▶ **What you need to do**: In the entries below, count every line that has the string "alloy", and answer with that count alone.

---*---

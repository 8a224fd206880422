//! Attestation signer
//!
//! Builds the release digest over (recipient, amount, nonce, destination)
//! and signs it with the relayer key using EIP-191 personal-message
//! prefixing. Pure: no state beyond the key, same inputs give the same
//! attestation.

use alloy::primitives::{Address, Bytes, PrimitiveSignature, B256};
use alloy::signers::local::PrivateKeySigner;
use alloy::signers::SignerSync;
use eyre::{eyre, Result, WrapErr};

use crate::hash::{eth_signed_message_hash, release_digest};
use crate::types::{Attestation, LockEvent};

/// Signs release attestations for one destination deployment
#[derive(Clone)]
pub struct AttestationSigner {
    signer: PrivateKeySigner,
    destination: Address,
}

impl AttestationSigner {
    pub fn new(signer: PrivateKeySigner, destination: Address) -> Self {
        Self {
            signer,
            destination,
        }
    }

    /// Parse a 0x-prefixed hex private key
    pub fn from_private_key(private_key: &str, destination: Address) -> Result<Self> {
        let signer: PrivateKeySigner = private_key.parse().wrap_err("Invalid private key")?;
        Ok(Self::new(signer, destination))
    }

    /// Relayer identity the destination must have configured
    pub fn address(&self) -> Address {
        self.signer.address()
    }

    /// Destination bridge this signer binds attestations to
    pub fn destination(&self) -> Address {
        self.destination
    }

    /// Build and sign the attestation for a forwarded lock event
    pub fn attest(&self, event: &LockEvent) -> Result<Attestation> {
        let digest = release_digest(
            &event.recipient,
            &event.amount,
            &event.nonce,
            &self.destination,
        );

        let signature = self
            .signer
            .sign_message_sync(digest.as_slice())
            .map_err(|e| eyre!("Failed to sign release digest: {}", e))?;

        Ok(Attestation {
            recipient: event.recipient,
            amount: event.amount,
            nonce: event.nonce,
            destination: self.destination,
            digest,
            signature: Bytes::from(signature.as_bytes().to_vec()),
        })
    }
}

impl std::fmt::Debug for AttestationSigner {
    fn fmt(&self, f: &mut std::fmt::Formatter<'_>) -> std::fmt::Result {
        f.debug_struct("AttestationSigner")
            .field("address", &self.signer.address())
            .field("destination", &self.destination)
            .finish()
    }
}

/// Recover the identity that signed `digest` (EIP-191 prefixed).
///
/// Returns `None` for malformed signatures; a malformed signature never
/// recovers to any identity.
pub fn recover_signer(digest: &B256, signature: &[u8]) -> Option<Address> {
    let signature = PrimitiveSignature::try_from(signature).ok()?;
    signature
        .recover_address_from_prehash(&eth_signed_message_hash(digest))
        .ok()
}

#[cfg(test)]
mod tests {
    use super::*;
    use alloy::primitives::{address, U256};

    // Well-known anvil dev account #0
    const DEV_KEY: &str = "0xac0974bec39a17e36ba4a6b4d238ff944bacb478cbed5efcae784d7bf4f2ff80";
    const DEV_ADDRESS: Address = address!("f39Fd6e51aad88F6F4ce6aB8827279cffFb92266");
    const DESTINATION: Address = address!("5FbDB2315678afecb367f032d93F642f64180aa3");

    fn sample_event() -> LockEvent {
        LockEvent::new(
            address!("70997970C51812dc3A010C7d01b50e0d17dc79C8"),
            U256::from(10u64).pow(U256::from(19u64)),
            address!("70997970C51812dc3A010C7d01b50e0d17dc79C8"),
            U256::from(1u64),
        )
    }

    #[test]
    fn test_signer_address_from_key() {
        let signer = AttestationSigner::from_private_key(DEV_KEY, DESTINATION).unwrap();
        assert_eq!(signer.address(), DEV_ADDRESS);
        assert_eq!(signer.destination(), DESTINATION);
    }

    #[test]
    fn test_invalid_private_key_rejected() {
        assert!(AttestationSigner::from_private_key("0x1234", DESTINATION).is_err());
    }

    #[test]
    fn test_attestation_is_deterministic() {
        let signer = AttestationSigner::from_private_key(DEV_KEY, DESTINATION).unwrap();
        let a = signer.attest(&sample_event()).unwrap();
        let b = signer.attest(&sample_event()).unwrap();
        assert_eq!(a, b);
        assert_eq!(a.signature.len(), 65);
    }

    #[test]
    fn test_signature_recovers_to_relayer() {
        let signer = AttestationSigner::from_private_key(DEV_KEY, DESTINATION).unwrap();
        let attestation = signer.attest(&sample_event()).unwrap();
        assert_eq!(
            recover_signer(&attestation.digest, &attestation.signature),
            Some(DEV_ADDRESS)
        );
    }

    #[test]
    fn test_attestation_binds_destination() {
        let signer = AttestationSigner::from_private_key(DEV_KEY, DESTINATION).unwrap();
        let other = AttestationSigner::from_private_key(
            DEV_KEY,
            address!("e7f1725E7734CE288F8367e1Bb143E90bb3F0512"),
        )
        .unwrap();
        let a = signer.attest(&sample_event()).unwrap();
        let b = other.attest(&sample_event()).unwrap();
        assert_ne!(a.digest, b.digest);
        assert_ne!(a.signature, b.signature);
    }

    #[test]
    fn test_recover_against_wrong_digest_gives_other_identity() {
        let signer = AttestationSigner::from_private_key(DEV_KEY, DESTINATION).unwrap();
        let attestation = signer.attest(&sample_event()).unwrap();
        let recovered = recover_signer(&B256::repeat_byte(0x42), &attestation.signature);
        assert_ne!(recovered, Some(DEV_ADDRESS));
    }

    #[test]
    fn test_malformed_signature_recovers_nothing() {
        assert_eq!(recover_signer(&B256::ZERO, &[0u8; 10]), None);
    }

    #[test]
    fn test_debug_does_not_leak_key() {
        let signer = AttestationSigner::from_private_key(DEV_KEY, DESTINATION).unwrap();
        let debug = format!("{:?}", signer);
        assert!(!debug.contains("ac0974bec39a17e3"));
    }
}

---*---

▶ **Response for this exercise**: 4